**DESCRIPTION OF THE TASK:** Filter the entries below, keeping only lines with the word "Destination".

** Opening INPUT RECORDS block **

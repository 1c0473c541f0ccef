//! git
//!
//! Single interface for all Git operations.
//!
//! # Architecture
//!
//! This module is the **ONLY doorway** to Git. All repository reads and
//! writes flow through this interface. No other module should import
//! `git2`.
//!
//! # Responsibilities
//!
//! - Destination repository creation and opening
//! - Fetching sources into per-source ref namespaces
//! - Source ref enumeration and tip resolution
//! - Tree flattening (read) and tree assembly (write)
//! - Multi-parent commit insertion
//! - Destination ref creation and movement
//!
//! # Invariants
//!
//! - No other module calls git2 directly
//! - All operations return strong types (Oid, RefKind, TreeEntry)
//! - Object writes are content-addressed and idempotent; a ref is only
//!   ever pointed at an object that has already been written

mod interface;

pub use interface::{Git, GitError, TreeEntry};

** Closing INPUT RECORDS block **

**OUTPUT:**
//! - Destination repository creation and opening
//! - Destination ref creation and movement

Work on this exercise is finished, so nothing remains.